The trial this summer heard that the kingpins had ties with the Sherbrooke chapter of the Hells Angels and trafficked in cocaine, marijuana and amphetamines. And last year, the Charbonneau inquiry heard allegations that Mr. Lefebvre owned a paving firm that charged 30 per cent more than others but kept competitors at bay with threats and arson.

A former convict, who later became a Crown witness, testified at a trial that he became friends with one of Mr. Denis's brothers, Éric, while the two served time together at the Donnacona penitentiary.

Éric was released first in 2007 and pledged to keep in touch and take care of his convict friend.

By the spring of 2010, when the convict left the penitentiary, Yves Denis picked him up and asked him to take part in an armed robbery against a truck carrying gold out of the Camflo mill, an ore processing facility in Malartic, Que.
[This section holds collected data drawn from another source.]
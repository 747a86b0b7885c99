//! Hint requests, results and the process-wide helper registry.

use super::buffer::{Position, TextBuffer};
use std::collections::{HashMap, HashSet};
use std::sync::{Arc, OnceLock, PoisonError, RwLock};

/// Snapshot of the editor around the cursor, handed to hint sources.
#[derive(Debug, Clone, PartialEq, Eq)]
pub struct CursorContext {
    /// Whole document.
    pub text: String,
    /// Document text up to the cursor.
    pub before_cursor: String,
    pub cursor: Position,
    /// Word characters immediately before the cursor.
    pub word: String,
    /// Start of the word under the cursor.
    pub word_start: Position,
    /// End of the word under the cursor (it may extend past the cursor).
    pub word_end: Position,
}

fn is_word_char(c: char) -> bool {
    c.is_alphanumeric() || c == '_'
}

impl CursorContext {
    pub fn from_buffer(buffer: &TextBuffer) -> Self {
        let cursor = buffer.cursor();
        let chars: Vec<char> = buffer.line(cursor.line).chars().collect();

        let start = chars[..cursor.ch]
            .iter()
            .rposition(|c| !is_word_char(*c))
            .map(|i| i + 1)
            .unwrap_or(0);
        let end = chars[cursor.ch..]
            .iter()
            .position(|c| !is_word_char(*c))
            .map(|i| cursor.ch + i)
            .unwrap_or(chars.len());

        Self {
            text: buffer.text(),
            before_cursor: buffer.text_before_cursor(),
            cursor,
            word: chars[start..cursor.ch].iter().collect(),
            word_start: Position::new(cursor.line, start),
            word_end: Position::new(cursor.line, end),
        }
    }

    /// Builds a context for `text` with the cursor at `cursor`.
    pub fn at(text: &str, cursor: Position) -> Self {
        let mut buffer = TextBuffer::new(text);
        buffer.set_cursor(cursor);
        Self::from_buffer(&buffer)
    }

    /// Builds a context with the cursor at the end of `text`.
    pub fn at_end(text: &str) -> Self {
        let mut buffer = TextBuffer::new(text);
        buffer.move_doc_end();
        Self::from_buffer(&buffer)
    }

    /// The identifier before a `.` that directly precedes the current word,
    /// e.g. `u` in `SELECT u.na`.
    pub fn qualifier(&self) -> Option<&str> {
        let before_word = self.before_cursor.strip_suffix(self.word.as_str())?;
        let before_dot = before_word.strip_suffix('.')?;
        let start = before_dot
            .rfind(|c: char| !(is_word_char(c) || c == '"' || c == '`'))
            .map(|i| i + before_dot[i..].chars().next().map_or(1, char::len_utf8))
            .unwrap_or(0);
        let qualifier = before_dot[start..].trim_matches(['"', '`']);
        (!qualifier.is_empty()).then_some(qualifier)
    }
}

/// Candidates for the word under the cursor. Picking a candidate replaces the
/// text between `from` and `to`.
#[derive(Debug, Clone, PartialEq, Eq)]
pub struct HintResult {
    pub list: Vec<String>,
    pub from: Position,
    pub to: Position,
}

impl HintResult {
    /// A result replacing the word under the cursor.
    pub fn for_word(ctx: &CursorContext, list: Vec<String>) -> Self {
        Self {
            list,
            from: ctx.word_start,
            to: ctx.word_end,
        }
    }

    pub fn empty(ctx: &CursorContext) -> Self {
        Self::for_word(ctx, Vec::new())
    }

    pub fn is_empty(&self) -> bool {
        self.list.is_empty()
    }

    pub fn len(&self) -> usize {
        self.list.len()
    }
}

/// Anything that can answer a hint request.
pub trait HintSource {
    fn hints(&self, ctx: &CursorContext) -> HintResult;
}

/// Keeps candidates that start with `word` (ignoring case), dropping exact
/// matches and duplicates while preserving order.
pub fn filter_candidates<I, S>(word: &str, candidates: I) -> Vec<String>
where
    I: IntoIterator<Item = S>,
    S: Into<String>,
{
    let prefix = word.to_lowercase();
    let mut seen = HashSet::new();
    candidates
        .into_iter()
        .map(Into::into)
        .filter(|c| {
            let lower = c.to_lowercase();
            lower.starts_with(&prefix) && lower != prefix && seen.insert(lower)
        })
        .collect()
}

/// Helper categories in the registry.
#[derive(Debug, Clone, Copy, PartialEq, Eq, Hash)]
#[non_exhaustive]
pub enum HelperKind {
    Hint,
}

/// A registered hint function.
pub type HintHelper = Arc<dyn Fn(&CursorContext) -> HintResult + Send + Sync>;

type Registry = RwLock<HashMap<(HelperKind, String), HintHelper>>;

fn registry() -> &'static Registry {
    static REGISTRY: OnceLock<Registry> = OnceLock::new();
    REGISTRY.get_or_init(Registry::default)
}

/// Registers `helper` under `name` for every editor in the process,
/// replacing any previous registration.
pub fn register_helper(kind: HelperKind, name: impl Into<String>, helper: HintHelper) {
    let name = name.into();
    tracing::debug!(?kind, %name, "registering editor helper");
    registry()
        .write()
        .unwrap_or_else(PoisonError::into_inner)
        .insert((kind, name), helper);
}

/// Looks up a registered helper.
pub fn helper(kind: HelperKind, name: &str) -> Option<HintHelper> {
    registry()
        .read()
        .unwrap_or_else(PoisonError::into_inner)
        .get(&(kind, name.to_string()))
        .cloned()
}

#[cfg(test)]
mod tests {
    use super::*;
    use pretty_assertions::assert_eq;

    #[test]
    fn test_context_word_under_cursor() {
        let ctx = CursorContext::at("SELECT na", Position::new(0, 9));
        assert_eq!(ctx.word, "na");
        assert_eq!(ctx.word_start, Position::new(0, 7));
        assert_eq!(ctx.word_end, Position::new(0, 9));
    }

    #[test]
    fn test_context_word_extends_past_cursor() {
        let ctx = CursorContext::at("SELECT name", Position::new(0, 9));
        assert_eq!(ctx.word, "na");
        assert_eq!(ctx.word_end, Position::new(0, 11));
    }

    #[test]
    fn test_context_after_space_has_empty_word() {
        let ctx = CursorContext::at_end("SELECT ");
        assert_eq!(ctx.word, "");
        assert_eq!(ctx.word_start, Position::new(0, 7));
    }

    #[test]
    fn test_context_multiline() {
        let ctx = CursorContext::at_end("SELECT *\nFROM us");
        assert_eq!(ctx.before_cursor, "SELECT *\nFROM us");
        assert_eq!(ctx.word, "us");
        assert_eq!(ctx.word_start, Position::new(1, 5));
    }

    #[test]
    fn test_qualifier() {
        assert_eq!(CursorContext::at_end("SELECT u.na").qualifier(), Some("u"));
        assert_eq!(CursorContext::at_end("SELECT users.").qualifier(), Some("users"));
        assert_eq!(CursorContext::at_end("SELECT `users`.").qualifier(), Some("users"));
        assert_eq!(CursorContext::at_end("SELECT na").qualifier(), None);
        assert_eq!(CursorContext::at_end("SELECT .").qualifier(), None);
    }

    #[test]
    fn test_filter_candidates() {
        let filtered = filter_candidates("na", ["name", "NATION", "score", "name", "na"]);
        assert_eq!(filtered, vec!["name", "NATION"]);
    }

    #[test]
    fn test_filter_with_empty_word_keeps_all() {
        let filtered = filter_candidates("", ["custom-hint", "abc"]);
        assert_eq!(filtered, vec!["custom-hint", "abc"]);
    }

    #[test]
    fn test_register_and_lookup_helper() {
        register_helper(
            HelperKind::Hint,
            "hint-registry-test",
            Arc::new(|ctx: &CursorContext| HintResult::for_word(ctx, vec!["x".to_string()])),
        );
        let helper = helper(HelperKind::Hint, "hint-registry-test").unwrap();
        let result = helper(&CursorContext::at_end(""));
        assert_eq!(result.list, vec!["x"]);
        assert!(super::helper(HelperKind::Hint, "never-registered").is_none());
    }
}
According to the plan, the former convict and two Denis brothers, Éric and Benoît, would ride snowmobiles to the Camflo mill, while a helicopter owned by Mr. Lefebvre would conduct surveillance overhead for them, the trial heard.

They set out on March 25 but Benoît, who went into a wooded area to scout ahead, didn't return in time when the truck drove out. They returned empty-handed.
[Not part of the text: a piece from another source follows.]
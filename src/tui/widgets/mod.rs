//! Widgets drawn around the editor.

pub mod header;
pub mod status;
Unbeknownst to them, the group had been under police surveillance.

Later that fall, Benoît was killed, a few weeks before the police cracked down. Concluding an operation code-named Écrevisse (Crayfish), the Sûreté du Québec arrested 80 suspects between October and November, 2010. In addition to drug charges, Mr. Lefebvre was charged with the first-degree murder in the death of Benoît Denis, while Mr. Pomerleau and Yves Denis were charged with conspiring to commit murder.

The murder trial will take place next January. First, the trio was tried in Quebec City for drug trafficking.

Last March, the three and another accused, Thierry Béland, were transferred to Orsainville prison, north of Quebec City.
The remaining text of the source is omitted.